BEGIN

mod cli;
mod commands;
mod config;
mod engine;
mod sudo;
mod ui;

use anyhow::Result;
use clap::{CommandFactory, Parser};
use clap_complete::generate;
use cli::{Cli, Command};
use commands::apply::ApplyOptions;
use std::io;
use std::path::PathBuf;

/// Global context for the application
pub struct Context {
    pub verbose: u8,
    pub quiet: bool,
    /// Manifest path given on the command line or through the environment
    pub config: Option<PathBuf>,
}

fn main() -> Result<()> {
    let cli = Cli::parse();

    // Initialize logging based on verbosity
    let log_level = match cli.verbose {
        0 => log::LevelFilter::Warn,
        1 => log::LevelFilter::Info,
        2 => log::LevelFilter::Debug,
        _ => log::LevelFilter::Trace,
    };

    env_logger::Builder::new()
        .filter_level(if cli.quiet {
            log::LevelFilter::Error
        } else {
            log_level
        })
        .format_timestamp(None)
        .init();

    let ctx = Context {
        verbose: cli.verbose,
        quiet: cli.quiet,
        config: cli.config,
    };

    match cli.command {
        Command::Status(args) => commands::status::run(&ctx, args.target.as_deref(), args.json),
        Command::Diff(args) => commands::diff::run(&ctx, args.target.as_deref()),
        Command::Apply(args) => commands::apply::run(
            &ctx,
            &ApplyOptions {
                target: args.target.as_deref(),
                dry_run: args.dry_run,
                jobs: usize::from(args.jobs.max(1)),
                yes: args.yes,
            },
        ),
        Command::Describe => {
            commands::describe::run();
            Ok(())
        }
        Command::Completions { shell } => {
            let mut cmd = Cli::command();
            generate(shell, &mut cmd, "nssync", &mut io::stdout());
            Ok(())
        }
    }
}
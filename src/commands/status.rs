//! `nssync status`

use super::{DEFAULT_JOBS, ensure_all_handled, plan_users, retrieve_all};
use crate::Context;
use crate::ui;
use anyhow::Result;
use colored::Colorize;
use declarative::{Presence, PropertyChange, PropertySet, PropertyValue, Resource, ResourceDiff};
use nameservice::Platform;
use serde::Serialize;

/// JSON shape of one user
#[derive(Debug, Serialize)]
struct UserStatus<'a> {
    user: String,
    managed: bool,
    presence: Presence,
    properties: &'a PropertySet,
    changes: Vec<PropertyChange>,
}

impl<'a> UserStatus<'a> {
    fn from_resource(resource: &'a dyn Resource) -> Self {
        Self {
            user: resource.id(),
            managed: resource.is_managed(),
            presence: resource.presence(),
            properties: resource.properties(),
            changes: ResourceDiff::from_resource(resource)
                .map(|diff| diff.changes)
                .unwrap_or_default(),
        }
    }
}

pub fn run(ctx: &Context, target: Option<&str>, json: bool) -> Result<()> {
    let mut planned = plan_users(ctx, target)?;
    let failed = retrieve_all(&mut planned.plan, DEFAULT_JOBS)?;

    if json {
        let statuses: Vec<UserStatus> = planned
            .plan
            .resources()
            .map(|r| UserStatus::from_resource(r.as_ref()))
            .collect();
        println!("{}", serde_json::to_string_pretty(&statuses)?);
    } else {
        ui::header("User Status");

        if planned.plan.is_empty() && planned.invalid.is_empty() && failed == 0 {
            ui::dim("No users declared");
        }

        for resource in planned.plan.resources() {
            show_user(resource.as_ref());
        }
    }

    ensure_all_handled(failed + planned.invalid.len())
}

fn show_user(resource: &dyn Resource) {
    let presence = match resource.presence() {
        Presence::Present => "present".green(),
        Presence::Absent => "absent".yellow(),
        Presence::Unknown => "unknown".dimmed(),
    };
    let mode = if resource.is_managed() {
        String::new()
    } else {
        " (observed)".dimmed().to_string()
    };

    ui::section(&format!("user[{}]", resource.id()));
    ui::kv("account", &format!("{presence}{mode}"));

    for property in resource.properties().iter() {
        let mark = if !resource.is_managed() {
            "·".dimmed()
        } else if property.is_in_sync() {
            "✓".green()
        } else {
            "✗".red()
        };

        let mut actual = ui::actual(property.actual.as_ref()).to_string();
        if property.name == "gid"
            && let Some(label) = property.actual.as_ref().and_then(group_label)
        {
            actual.push_str(&format!(" ({label})").dimmed().to_string());
        }

        if property.is_in_sync() || !resource.is_managed() {
            println!("  {mark} {:<8} {actual}", property.name);
        } else {
            println!(
                "  {mark} {:<8} {actual} → {}",
                property.name,
                ui::value(&property.desired)
            );
        }
    }
}

/// Group name for a numeric gid, if the group exists
fn group_label(gid: &PropertyValue) -> Option<String> {
    let gid = u32::try_from(gid.as_concrete()?.as_integer()?).ok()?;
    match Platform::global().database().group_by_id(gid) {
        Ok(group) => group.map(|g| g.name),
        Err(e) => {
            log::debug!("group lookup for {gid} failed: {e}");
            None
        }
    }
}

END

What this task involves => The answer is every line in the data where the word "match" appears.

Answer to this exercise =>
    let log_level = match cli.verbose {
    match cli.command {
    let presence = match resource.presence() {
    match Platform::global().database().group_by_id(gid) {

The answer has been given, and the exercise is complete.